The phenomenon of the unprecedented increase in H⁺ ion concentration and changes in the aquatic carbonate chemistry (pCO₂, pH, alkalinity, and calcium carbonate saturation state) primarily due to the rapid uptake of atmospheric CO₂ in the seawater is known as Ocean Acidification. At present, the ocean is 30% more acidic than it was 200 years ago, and the rate of acidification is faster than ever. Compared to the oceanic waters, coastal waters are subjected to higher anthropogenic pressure largely due to its proximity to the terrestrial environment. The decrease in pH of the coastal waters ‘Coastal Acidification’ is emerging as an additional global threat to the health of coastal ecosystems. Ecosystem responses to environmental changes has poorly been studied particularly with reference to continuous, long term monitoring of coastal ecosystems. The key issues are

• Decrease in oceanic pH
• El Nino and La Nina – sea surface temperature anomalies
• Eutrophication –nutrient enrichment from land-based sources
• Change in sea water carbonate chemistry

The combination of eutrophication and coastal acidification is likely to have greater adverse effects on coastal ecosystems.

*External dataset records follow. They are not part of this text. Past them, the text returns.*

//! The keyspace: every key maps to one type-tagged value plus an optional
//! expiration deadline.
//!
//! All reads and writes go through [`KeyValueStore`] so that expired keys are
//! never observed, lists never persist empty, and every mutation bumps the
//! key's version for WATCH.

use std::collections::{HashMap, VecDeque};

use thiserror::Error;
use tokio::time::Instant;

use crate::{expiry, stream::Stream};

#[derive(Error, Debug, PartialEq)]
pub enum StoreError {
    #[error("key holds the wrong kind of value")]
    WrongType,
}

#[derive(Debug, Clone, PartialEq)]
pub enum DataType {
    String(String),
    Array(VecDeque<String>),
    Stream(Stream),
}

impl DataType {
    /// The name reported by the TYPE command.
    pub fn type_name(&self) -> &'static str {
        match self {
            DataType::String(_) => "string",
            DataType::Array(_) => "list",
            DataType::Stream(_) => "stream",
        }
    }
}

#[derive(Debug, Clone, PartialEq)]
pub struct Value {
    pub data: DataType,
    pub expiration: Option<Instant>,
    version: u64,
}

impl Value {
    pub fn new(data: DataType, expiration: Option<Instant>) -> Self {
        Self {
            data,
            expiration,
            version: 0,
        }
    }
}

#[derive(Debug, Default)]
pub struct KeyValueStore {
    entries: HashMap<String, Value>,
    next_version: u64,
    ready_keys: Vec<String>,
}

impl KeyValueStore {
    pub fn new() -> Self {
        Self::default()
    }

    fn bump_version(&mut self) -> u64 {
        self.next_version += 1;
        self.next_version
    }

    fn purge_if_expired(&mut self, key: &str) {
        let is_expired = self
            .entries
            .get(key)
            .is_some_and(|value| expiry::is_expired(value.expiration, Instant::now()));

        if is_expired {
            self.entries.remove(key);
        }
    }

    fn live_entry(&mut self, key: &str) -> Option<&mut Value> {
        self.purge_if_expired(key);
        self.entries.get_mut(key)
    }

    pub fn get(&mut self, key: &str) -> Option<&Value> {
        self.live_entry(key).map(|value| &*value)
    }

    pub fn exists(&mut self, key: &str) -> bool {
        self.live_entry(key).is_some()
    }

    pub fn type_of(&mut self, key: &str) -> Option<&'static str> {
        self.get(key).map(|value| value.data.type_name())
    }

    /// Stores `value` under `key`, replacing whatever was there, including
    /// its type and expiration.
    pub fn set(&mut self, key: String, mut value: Value) {
        value.version = self.bump_version();
        self.entries.insert(key, value);
    }

    pub fn delete(&mut self, key: &str) -> bool {
        if self.live_entry(key).is_none() {
            return false;
        }

        self.entries.remove(key);
        true
    }

    /// All live keys, in no particular order.
    pub fn keys(&mut self) -> Vec<String> {
        self.remove_expired_keys();
        self.entries.keys().cloned().collect()
    }

    /// Version of `key` for WATCH. Every write assigns a fresh version and a
    /// missing key reports 0, so deletion and expiry register as changes too.
    pub fn version(&mut self, key: &str) -> u64 {
        self.live_entry(key).map_or(0, |value| value.version)
    }

    pub fn get_string(&mut self, key: &str) -> Result<Option<&String>, StoreError> {
        match self.get(key) {
            None => Ok(None),
            Some(Value {
                data: DataType::String(s),
                ..
            }) => Ok(Some(s)),
            Some(_) => Err(StoreError::WrongType),
        }
    }

    pub fn get_list(&mut self, key: &str) -> Result<Option<&VecDeque<String>>, StoreError> {
        match self.get(key) {
            None => Ok(None),
            Some(Value {
                data: DataType::Array(list),
                ..
            }) => Ok(Some(list)),
            Some(_) => Err(StoreError::WrongType),
        }
    }

    pub fn get_stream(&mut self, key: &str) -> Result<Option<&Stream>, StoreError> {
        match self.get(key) {
            None => Ok(None),
            Some(Value {
                data: DataType::Stream(stream),
                ..
            }) => Ok(Some(stream)),
            Some(_) => Err(StoreError::WrongType),
        }
    }

    /// Replaces the string at `key` with the result of `update`, keeping the
    /// key's expiration. A missing key is passed as `None` and created without
    /// expiration. When `update` fails nothing is written.
    pub fn update_string<E>(
        &mut self,
        key: &str,
        update: impl FnOnce(Option<&str>) -> Result<String, E>,
    ) -> Result<String, E>
    where
        E: From<StoreError>,
    {
        let (current, expiration) = match self.live_entry(key) {
            None => (None, None),
            Some(Value {
                data: DataType::String(s),
                expiration,
                ..
            }) => (Some(s.as_str()), *expiration),
            Some(_) => return Err(StoreError::WrongType.into()),
        };

        let updated = update(current)?;
        self.set(
            key.to_string(),
            Value::new(DataType::String(updated.clone()), expiration),
        );

        Ok(updated)
    }

    /// Applies `update` to the list at `key`.
    ///
    /// A missing key is created as an empty list when `create` is set and
    /// skipped (`Ok(None)`) otherwise. A list left empty by `update` is
    /// deleted.
    pub fn update_list<T>(
        &mut self,
        key: &str,
        create: bool,
        update: impl FnOnce(&mut VecDeque<String>) -> T,
    ) -> Result<Option<T>, StoreError> {
        if self.live_entry(key).is_none() {
            if !create {
                return Ok(None);
            }

            self.entries.insert(
                key.to_string(),
                Value::new(DataType::Array(VecDeque::new()), None),
            );
        }

        let version = self.bump_version();
        let Some(value) = self.entries.get_mut(key) else {
            return Ok(None);
        };

        let DataType::Array(ref mut list) = value.data else {
            return Err(StoreError::WrongType);
        };

        let result = update(list);
        value.version = version;

        if list.is_empty() {
            self.entries.remove(key);
        }

        Ok(Some(result))
    }

    /// Applies a fallible `update` to the stream at `key`, creating an empty
    /// stream first if needed. A stream created here is dropped again when
    /// `update` fails.
    pub fn update_stream<T, E>(
        &mut self,
        key: &str,
        update: impl FnOnce(&mut Stream) -> Result<T, E>,
    ) -> Result<T, E>
    where
        E: From<StoreError>,
    {
        let created = self.live_entry(key).is_none();

        if created {
            self.entries.insert(
                key.to_string(),
                Value::new(DataType::Stream(Stream::new()), None),
            );
        }

        let version = self.bump_version();
        let Some(value) = self.entries.get_mut(key) else {
            return Err(StoreError::WrongType.into());
        };

        let DataType::Stream(ref mut stream) = value.data else {
            return Err(StoreError::WrongType.into());
        };

        match update(stream) {
            Ok(result) => {
                value.version = version;
                Ok(result)
            }
            Err(e) => {
                if created {
                    self.entries.remove(key);
                }
                Err(e)
            }
        }
    }

    /// Marks a list key as having received new elements so that clients
    /// blocked on it can be served.
    pub fn signal_ready(&mut self, key: &str) {
        if !self.ready_keys.iter().any(|ready| ready == key) {
            self.ready_keys.push(key.to_string());
        }
    }

    pub fn take_ready_keys(&mut self) -> Vec<String> {
        std::mem::take(&mut self.ready_keys)
    }

    /// Removes every key whose deadline has passed. Returns how many were removed.
    pub fn remove_expired_keys(&mut self) -> usize {
        let now = Instant::now();
        let before = self.entries.len();

        self.entries
            .retain(|_, value| !expiry::is_expired(value.expiration, now));

        before - self.entries.len()
    }

    pub fn len(&self) -> usize {
        self.entries.len()
    }

    pub fn is_empty(&self) -> bool {
        self.entries.is_empty()
    }
}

Therefore, optimal management of coastal eutrophication suggests controlling both N and P, in part because P can limit primary production in some systems.

Selected coral reef ecosystems (Gulf of Mannar in the east coast of India, Lakshadweep Island) and lagoon ecosystems (Chilika and Pulicat) are been studied to depict future responses to nutrient enrichment, coastal acidification and formation of oxygen minimum zones (OMZ).